Tone mapping space – Specifies the color space where the operator is applied. Converts the image to the selected space and back, if needed. You can choose between Linear sRGB and ACEScg.

Type – Specifies the type of curves used for the tone mapping. You can choose between LinearHejl-DawsonAMPAS (ACEScg)Hable, and Power Curve.

Log space – Converts the image to log space before applying the tone mapping.

Gamma – Specifies the gamma correction. It is applied before the operator.

Use blue fix – Applies an additional transformation to ACEScg primitives that results in pure blues burning out through cyan instead of magenta. Available when Tone mapping is ACEScg.


AMPAS mode applies an approximate ACES standard curve.

Hejl-Dawson Type

Shadows – Shadow compression. Higher values darken the shadows, while also brightening the mid tones.

Highlights – Highlight compression. Higher values reduce burnout.

Hable Type

Shoulder strength – Determines how sharp the shoulder is.

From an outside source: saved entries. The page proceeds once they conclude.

use std::sync::atomic::{AtomicU64, Ordering};
use std::time::{Duration, Instant};

/// Byte counter shared by every worker of one upload.
#[derive(Debug)]
pub struct ProgressTracker {
    total_bytes: u64,
    transferred: AtomicU64,
    started_at: Instant,
}

/// Point-in-time view of a [`ProgressTracker`].
#[derive(Debug, Clone, Copy, PartialEq)]
pub struct ProgressSnapshot {
    pub transferred_bytes: u64,
    pub total_bytes: u64,
    pub elapsed: Duration,
}

impl ProgressTracker {
    pub fn new(total_bytes: u64) -> Self {
        Self {
            total_bytes,
            transferred: AtomicU64::new(0),
            started_at: Instant::now(),
        }
    }

    /// Records `bytes` as confirmed sent and returns the new running total.
    pub fn add(&self, bytes: u64) -> u64 {
        self.transferred.fetch_add(bytes, Ordering::SeqCst) + bytes
    }

    pub fn snapshot(&self) -> ProgressSnapshot {
        let transferred = self.transferred.load(Ordering::SeqCst);
        ProgressSnapshot {
            transferred_bytes: transferred.min(self.total_bytes),
            total_bytes: self.total_bytes,
            elapsed: self.started_at.elapsed(),
        }
    }

    pub fn total_bytes(&self) -> u64 {
        self.total_bytes
    }
}

impl ProgressSnapshot {
    pub fn percent(&self) -> f64 {
        if self.total_bytes == 0 {
            return 0.0;
        }
        self.transferred_bytes as f64 / self.total_bytes as f64 * 100.0
    }

    /// Average speed since the tracker was created, in bytes per second.
    pub fn bytes_per_second(&self) -> f64 {
        let secs = self.elapsed.as_secs_f64();
        if secs > 0.0 {
            self.transferred_bytes as f64 / secs
        } else {
            0.0
        }
    }

    /// Estimated time left at the current average speed; `None` while nothing has moved.
    pub fn eta(&self) -> Option<Duration> {
        let speed = self.bytes_per_second();
        if speed <= 0.0 {
            return None;
        }
        let remaining = self.total_bytes - self.transferred_bytes;
        Some(Duration::from_secs_f64(remaining as f64 / speed))
    }

    pub fn is_complete(&self) -> bool {
        self.transferred_bytes == self.total_bytes
    }
}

Higher values sharpen the shoulder, which results in an overall brighter image.

Linear strength – Determines the strength of the effect from changing Linear angle.

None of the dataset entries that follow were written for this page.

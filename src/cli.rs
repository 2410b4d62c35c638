use std::path::PathBuf;

use clap::builder::RangedU64ValueParser;
use clap::{Args, Parser, Subcommand};
use part_upload::DEFAULT_ENDPOINT;

// Upper bound for --parallel
const MAX_PARALLEL: u64 = 256;

#[derive(Clone, Debug, Parser)]
#[command(
    name = "mizuchi-upload",
    version = env!("CARGO_PKG_VERSION"),
    about = "Upload files to Mizuchi Uploadr or any S3-compatible endpoint",
    long_about = None,
    propagate_version = true
)]
pub struct App {
    #[command(subcommand)]
    pub cmd: Commands,
}

#[derive(Clone, Debug, Subcommand)]
pub enum Commands {
    #[command(alias = "up", name = "upload", about = "Upload a file, in parallel parts when large")]
    Upload(UploadArg),
}

#[derive(Clone, Debug, Args)]
pub struct UploadArg {
    /// Local file to upload
    pub file: PathBuf,

    /// Destination path, e.g. /bucket/key.bin
    pub destination: String,

    /// Server endpoint URL
    #[arg(short = 'e', long, env = "MIZUCHI_ENDPOINT", default_value = DEFAULT_ENDPOINT)]
    pub endpoint: String,

    /// Bearer token sent as Authorization header
    #[arg(short = 't', long, env = "MIZUCHI_TOKEN", hide_env_values = true)]
    pub token: Option<String>,

    /// Part size for multipart uploads (e.g. 5M, 10MB)
    #[arg(short = 'c', long, value_name = "SIZE", default_value = "10M")]
    pub chunk_size: String,

    /// Files at or above this size use multipart upload
    #[arg(short = 'T', long, value_name = "SIZE", default_value = "50M")]
    pub threshold: String,

    /// Number of parts uploaded concurrently
    #[arg(
        short = 'p',
        long,
        value_name = "N",
        default_value_t = 4,
        value_parser = RangedU64ValueParser::<usize>::new().range(1..=MAX_PARALLEL)
    )]
    pub parallel: usize,

    /// Per-request timeout in seconds
    #[arg(long, value_name = "SECS")]
    pub timeout: Option<u64>,

    /// Enable debug logging
    #[arg(short = 'v', long)]
    pub verbose: bool,
}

Linear angle – Determines the angle of the curve at the base. Higher values increase the angle.

Toe strength – Low to mid tone compression. Higher values darken the low and mid tones.

White point – The intensity, which gets mapped to 1. This parameter scales the whole curve evenly.

Power Curve Type

Toe length – Determines the range of low to mid tones that are compressed.

Toe strength – Low to mid tone compression. Higher values darken the low and mid tones.

Contrast – Higher values increase the contrast between low and high tones.

Shoulder length – Determines the range of mid to high tones that are compressed.

Shoulder strength – Mid to high tone compression. Higher values darken the mid and high tones.

White point – The intensity, which gets mapped to 1. This parameter scales the whole curve evenly.

Proportion Guide

The Proportion Guide layer allows for a number of composition guides to be overlaid on the image. The available guides are Rule of ThirdsDiagonalsGolden RatioCenter Cross, and Custom Grid.

Rule of Thirds – Overlays the Rule of Thirds guidelines. 

Diagonals – Overlays diagonal guidelines. 

Golden Ratio – Overlays the Golden Ratio guidelines 

Center Cross – Overlays a center cross guideline. 

Custom Grid – Overlays custom grid guidelines. You can specify up to 10 columns and rows of the grid. 

For all the guides there is a Line Width option, which can be controlled via a slider or spinners, as well as a Color Swatch to control the color of the lines. 

For the Custom Grid Rows guides, there are Rows and Columns options to control the rows/columns of the grid.


  • Color corrections in Linear sRGB mode are applied to all Beauty render elements and some Utility render elements. They are not applied to render elements that present masks or hold geometry or computational data for the rendered frame.